Just the other day I stumbled across an article by the very over-rated historian Jared Diamond in which he championed the notion that the development of agriculture had been one of the worst mistakes in human history.

Instead he praises the pre-farming hunter-gatherer lifestyle. This is the sort of farking idiocy that debases modern academia.

Yes, he admits, agriculture boosted the population. And why was the population so much lower in a hunter-gatherer society? Was it because those noble savages knew the long lost ancient art of turning deer-guts into condoms? No, it was because of near universal starvation and death by wildlife.

"Natural" (whatever that is), often isn't what it's cracked up to be.

Bitsofnews.com Giving you the latest bits.

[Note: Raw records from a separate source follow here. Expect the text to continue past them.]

// Авторские права (c) 2025 urdekcah. Все права защищены.
//
// Этот исходный код распространяется под лицензией AGPL-3.0,
// текст которой находится в файле LICENSE в корневом каталоге данного проекта.
pub mod api;
pub mod weather;
//! FEN (Forsyth-Edwards Notation) field reader.
//!
//! The reader is deliberately tolerant about the trailing fields: en passant,
//! halfmove clock and fullmove number may each be `-`, and the two counters
//! may be omitted entirely.

use crate::{CastlingRights, Color, Piece, Position};
use thiserror::Error;

/// Piece placement grid indexed as `[rank][file]`.
pub type Placement = [[Option<Piece>; 8]; 8];

/// Errors that can occur when parsing FEN strings.
#[derive(Debug, Error, PartialEq, Eq)]
pub enum FenError {
    #[error("invalid FEN: expected 4 to 6 fields, got {0}")]
    InvalidPartCount(usize),

    #[error("invalid piece placement: {0}")]
    InvalidPiecePlacement(String),

    #[error("invalid active color: expected 'w' or 'b', got '{0}'")]
    InvalidActiveColor(String),

    #[error("invalid castling rights: {0}")]
    InvalidCastlingRights(String),

    #[error("invalid en passant square: {0}")]
    InvalidEnPassantSquare(String),

    #[error("invalid halfmove clock: {0}")]
    InvalidHalfmoveClock(String),

    #[error("invalid fullmove number: {0}")]
    InvalidFullmoveNumber(String),
}

/// Parsed FEN data.
#[derive(Debug, Clone, PartialEq, Eq)]
pub struct FenParser {
    /// Pieces by `[rank][file]`, rank 0 being White's back rank.
    pub placement: Placement,
    /// The side to move.
    pub active_color: Color,
    /// Castling availability.
    pub castling: CastlingRights,
    /// En passant target square, if any.
    pub en_passant: Option<Position>,
    /// Halfmove clock for the fifty-move rule, if recorded.
    pub halfmove_clock: Option<u32>,
    /// Fullmove number, if recorded.
    pub fullmove_number: Option<u32>,
}

impl FenParser {
    /// The standard starting position FEN.
    pub const STARTPOS: &'static str = "rnbqkbnr/pppppppp/8/8/8/8/PPPPPPPP/RNBQKBNR w KQkq - 0 1";

    /// Parses a FEN string.
    pub fn parse(fen: &str) -> Result<Self, FenError> {
        let parts: Vec<&str> = fen.split_whitespace().collect();

        if !(4..=6).contains(&parts.len()) {
            return Err(FenError::InvalidPartCount(parts.len()));
        }

        let placement = Self::parse_placement(parts[0])?;

        let active_color = match parts[1].chars().collect::<Vec<_>>().as_slice() {
            [c] => Color::from_fen_char(*c),
            _ => None,
        }
        .ok_or_else(|| FenError::InvalidActiveColor(parts[1].to_string()))?;

        let castling = CastlingRights::from_fen(parts[2])
            .ok_or_else(|| FenError::InvalidCastlingRights(parts[2].to_string()))?;

        let en_passant = Self::parse_en_passant(parts[3])?;

        let halfmove_clock = Self::parse_counter(parts.get(4).copied())
            .map_err(FenError::InvalidHalfmoveClock)?;
        let fullmove_number = Self::parse_counter(parts.get(5).copied())
            .map_err(FenError::InvalidFullmoveNumber)?;

        Ok(FenParser {
            placement,
            active_color,
            castling,
            en_passant,
            halfmove_clock,
            fullmove_number,
        })
    }

    fn parse_placement(field: &str) -> Result<Placement, FenError> {
        let ranks: Vec<&str> = field.split('/').collect();
        if ranks.len() != 8 {
            return Err(FenError::InvalidPiecePlacement(format!(
                "expected 8 ranks, got {}",
                ranks.len()
            )));
        }

        let mut placement: Placement = [[None; 8]; 8];
        for (i, rank_str) in ranks.iter().enumerate() {
            let rank = 7 - i;
            let mut file = 0usize;
            for c in rank_str.chars() {
                if let Some(skip) = c.to_digit(10).filter(|d| (1..=8).contains(d)) {
                    file += skip as usize;
                } else if let Some(piece) = Piece::from_fen_char(c) {
                    if file < 8 {
                        placement[rank][file] = Some(piece);
                    }
                    file += 1;
                } else {
                    return Err(FenError::InvalidPiecePlacement(format!(
                        "invalid character '{}' in rank {}",
                        c,
                        rank + 1
                    )));
                }
            }
            if file != 8 {
                return Err(FenError::InvalidPiecePlacement(format!(
                    "rank {} has {} squares, expected 8",
                    rank + 1,
                    file
                )));
            }
        }

        Ok(placement)
    }

    fn parse_en_passant(field: &str) -> Result<Option<Position>, FenError> {
        if field == "-" {
            return Ok(None);
        }
        let square = Position::from_algebraic(field)
            .filter(|sq| sq.rank == 2 || sq.rank == 5)
            .ok_or_else(|| FenError::InvalidEnPassantSquare(field.to_string()))?;
        Ok(Some(square))
    }

    fn parse_counter(field: Option<&str>) -> Result<Option<u32>, String> {
        match field {
            None | Some("-") => Ok(None),
            Some(s) => s.parse::<u32>().map(Some).map_err(|_| s.to_string()),
        }
    }

    /// Returns the en passant file, if any.
    pub fn en_passant_file(&self) -> Option<i8> {
        self.en_passant.map(|sq| sq.file)
    }
}

/// Formats a placement grid as the first FEN field.
pub fn placement_to_fen(placement: &Placement) -> String {
    let mut fen = String::new();
    for rank in (0..8).rev() {
        let mut empty_count = 0;
        for square in &placement[rank] {
            match square {
                Some(piece) => {
                    if empty_count > 0 {
                        fen.push_str(&empty_count.to_string());
                        empty_count = 0;
                    }
                    fen.push(piece.to_fen_char());
                }
                None => empty_count += 1,
            }
        }
        if empty_count > 0 {
            fen.push_str(&empty_count.to_string());
        }
        if rank > 0 {
            fen.push('/');
        }
    }
    fen
}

by Alexander G Rubio (alexander.rubio@gmail.com) on Wed Jul 13th, 2005 at 12:34:56 PM EST
At the risk of getting OT, I personally find that Diamond's argument has its merits. Far from "debasing" academia, he's doing an academic's job: testing conventional wisdom against the body of evidence.

Sure, the agriculturalists outbred the hunter-gatherers. But the skeletal record implies that the latter were better nourished as individuals than contemporary farmers (and probably better nourished than your average African smallholder today).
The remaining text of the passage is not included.